A few weeks ago, I was preparing a talk on WordPress at a local university. I knew that posting here at Notes from the Metaverse was on the erratic side in recent months. Yet it was something of a shock to discover that more than a year had gone by!

When confronted with a fact like that, you have to ask yourself if it’s time to recognize that Notes had run its course, and let it slip quietly away. Maybe no one would notice after all these months. After careful consideration, I realized I still had something to say. Blogosphere: You ain’t rid of me yet!

New Focus: Defending the Open Web and the technologies that enable it

What is the Open Web?

Notes from the Metaverse has nearly always been about helping people use technology, and occasionally how to think critically about technology. Moving forward, that really doesn’t change much.

I saw a headline last week that startled me: “Can democracy survive the Internet?” Haven’t read the article yet, but one of the philosophical premises of this blog is that the Internet might be the most powerful force for democracy that’s ever been. My concern is that the technologies empowering people through the Internet are under attack, and their promise might fade — or even disappear — if we don’t pull together to preserve what we have.

Thus, post topics here may benefit from a little more focus. For the immediate future, most Notes will fall under these broad categories:

Software tools that empower

Starting with the things that won’t change: You’ll learn stuff about Linux, WordPress and other Free Libre and Open Source Software (FLOSS). You’ll also get news about the communities that surround the code. FLOSS represents the most empowering technologies for folks like you and me, because the goal is to put you in charge of the tools.

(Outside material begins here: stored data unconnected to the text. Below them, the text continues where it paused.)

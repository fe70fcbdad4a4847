use std::sync::Arc;

use async_trait::async_trait;
use call_session::{
    IceCandidate, IceServer, MediaTrack, PeerEvent, PeerEventSink, PeerLink, PeerLinkError, PeerLinkFactory,
    SessionDescription,
};
use tracing::{debug, trace, warn};
use webrtc::api::interceptor_registry::register_default_interceptors;
use webrtc::api::media_engine::MediaEngine;
use webrtc::api::{API, APIBuilder};
use webrtc::ice_transport::ice_candidate::RTCIceCandidate;
use webrtc::interceptor::registry::Registry;
use webrtc::peer_connection::RTCPeerConnection;
use webrtc::peer_connection::configuration::RTCConfiguration;
use webrtc::peer_connection::peer_connection_state::RTCPeerConnectionState;
use webrtc::rtp_transceiver::RTCRtpTransceiver;
use webrtc::rtp_transceiver::rtp_receiver::RTCRtpReceiver;
use webrtc::track::track_local::TrackLocal;
use webrtc::track::track_remote::TrackRemote;

use crate::WebRtcError;
use crate::convert;
use crate::track::{TrackTable, WebRtcRemoteTrack};

/// Builds one [`WebRtcPeerLink`] per call from a shared webrtc API instance.
pub struct WebRtcPeerLinkFactory {
    api: API,
    tracks: TrackTable,
}

impl WebRtcPeerLinkFactory {
    pub fn new(tracks: TrackTable) -> Result<Self, WebRtcError> {
        let mut media = MediaEngine::default();
        media.register_default_codecs()?;
        let registry = register_default_interceptors(Registry::new(), &mut media)?;
        let api = APIBuilder::new()
            .with_media_engine(media)
            .with_interceptor_registry(registry)
            .build();
        Ok(Self { api, tracks })
    }
}

#[async_trait]
impl PeerLinkFactory for WebRtcPeerLinkFactory {
    async fn create(
        &self,
        ice_servers: &[IceServer],
        events: PeerEventSink,
    ) -> Result<Arc<dyn PeerLink>, PeerLinkError> {
        let config = RTCConfiguration {
            ice_servers: ice_servers.iter().map(convert::ice_server).collect(),
            ..Default::default()
        };
        let connection = self
            .api
            .new_peer_connection(config)
            .await
            .map_err(|err| PeerLinkError::Backend(err.to_string()))?;
        let link = WebRtcPeerLink::new(Arc::new(connection), events, self.tracks.clone());
        Ok(Arc::new(link))
    }
}

pub struct WebRtcPeerLink {
    connection: Arc<RTCPeerConnection>,
    tracks: TrackTable,
    link_id: u64,
}

impl WebRtcPeerLink {
    fn new(connection: Arc<RTCPeerConnection>, events: PeerEventSink, tracks: TrackTable) -> Self {
        let link_id = events.link_id();
        Self::install_handlers(&connection, events);
        debug!(target = "call.webrtc", link_id, "peer connection created");
        Self {
            connection,
            tracks,
            link_id,
        }
    }

    fn install_handlers(connection: &RTCPeerConnection, events: PeerEventSink) {
        let sink = events.clone();
        connection.on_ice_candidate(Box::new(move |candidate: Option<RTCIceCandidate>| {
            let sink = sink.clone();
            Box::pin(async move {
                // `None` marks the end of gathering.
                let Some(candidate) = candidate else {
                    trace!(target = "call.webrtc", link_id = sink.link_id(), "ice gathering complete");
                    return;
                };
                match candidate.to_json() {
                    Ok(init) => {
                        sink.emit(PeerEvent::LocalCandidate(convert::from_rtc_candidate(init)));
                    }
                    Err(err) => warn!(target = "call.webrtc", error = %err, "could not serialize local candidate"),
                }
            })
        }));

        let sink = events.clone();
        connection.on_track(Box::new(
            move |track: Arc<TrackRemote>, _receiver: Arc<RTCRtpReceiver>, _transceiver: Arc<RTCRtpTransceiver>| {
                let sink = sink.clone();
                Box::pin(async move {
                    let remote: Arc<dyn MediaTrack> = WebRtcRemoteTrack::spawn(track);
                    debug!(target = "call.webrtc", link_id = sink.link_id(), track = remote.id(), "remote track");
                    sink.emit(PeerEvent::RemoteTrack(remote));
                })
            },
        ));

        let sink = events;
        connection.on_peer_connection_state_change(Box::new(move |state: RTCPeerConnectionState| {
            let sink = sink.clone();
            Box::pin(async move {
                debug!(target = "call.webrtc", link_id = sink.link_id(), %state, "peer connection state");
                sink.emit(PeerEvent::ConnectionStateChanged(convert::connection_state(state)));
            })
        }));
    }
}

#[async_trait]
impl PeerLink for WebRtcPeerLink {
    async fn add_local_track(&self, track: Arc<dyn MediaTrack>) -> Result<(), PeerLinkError> {
        let sample = self
            .tracks
            .get(track.id())
            .ok_or_else(|| PeerLinkError::Backend(format!("track {} has no rtp writer", track.id())))?;
        let local: Arc<dyn TrackLocal + Send + Sync> = sample;
        let sender = self
            .connection
            .add_track(local)
            .await
            .map_err(|err| convert::link_error(err, PeerLinkError::Backend))?;

        // RTCP has to be read for interceptors (NACK, reports) to work.
        tokio::spawn(async move {
            let mut buf = vec![0u8; 1500];
            while sender.read(&mut buf).await.is_ok() {}
        });
        Ok(())
    }

    async fn create_offer(&self) -> Result<SessionDescription, PeerLinkError> {
        let offer = self
            .connection
            .create_offer(None)
            .await
            .map_err(|err| convert::link_error(err, PeerLinkError::Backend))?;
        convert::from_rtc_description(offer)
    }

    async fn create_answer(&self) -> Result<SessionDescription, PeerLinkError> {
        let answer = self
            .connection
            .create_answer(None)
            .await
            .map_err(|err| convert::link_error(err, PeerLinkError::Backend))?;
        convert::from_rtc_description(answer)
    }

    async fn set_local_description(&self, description: SessionDescription) -> Result<(), PeerLinkError> {
        let description = convert::to_rtc_description(description)?;
        self.connection
            .set_local_description(description)
            .await
            .map_err(|err| convert::link_error(err, PeerLinkError::InvalidDescription))
    }

    async fn set_remote_description(&self, description: SessionDescription) -> Result<(), PeerLinkError> {
        let description = convert::to_rtc_description(description)?;
        self.connection
            .set_remote_description(description)
            .await
            .map_err(|err| convert::link_error(err, PeerLinkError::InvalidDescription))
    }

    async fn add_remote_candidate(&self, candidate: IceCandidate) -> Result<(), PeerLinkError> {
        self.connection
            .add_ice_candidate(convert::to_rtc_candidate(candidate))
            .await
            .map_err(|err| convert::link_error(err, PeerLinkError::InvalidCandidate))
    }

    async fn close(&self) -> Result<(), PeerLinkError> {
        debug!(target = "call.webrtc", link_id = self.link_id, "closing peer connection");
        self.connection
            .close()
            .await
            .map_err(|err| PeerLinkError::Backend(err.to_string()))
    }
}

Defend net neutrality and universal access to the Internet

I’ve written a lot about net neutrality, because the basic principle of the Internet favors a level playing field, where everyone has equal access to every website. I use WordPress in part because it enables anyone, regardless of how much money or fame or sense they may have, to communicate with readers. If only the sites that can pay for a fast lane can find an audience, we all lose.

More on this to come, but in the meantime, do take a look at my earlier writings on the topic.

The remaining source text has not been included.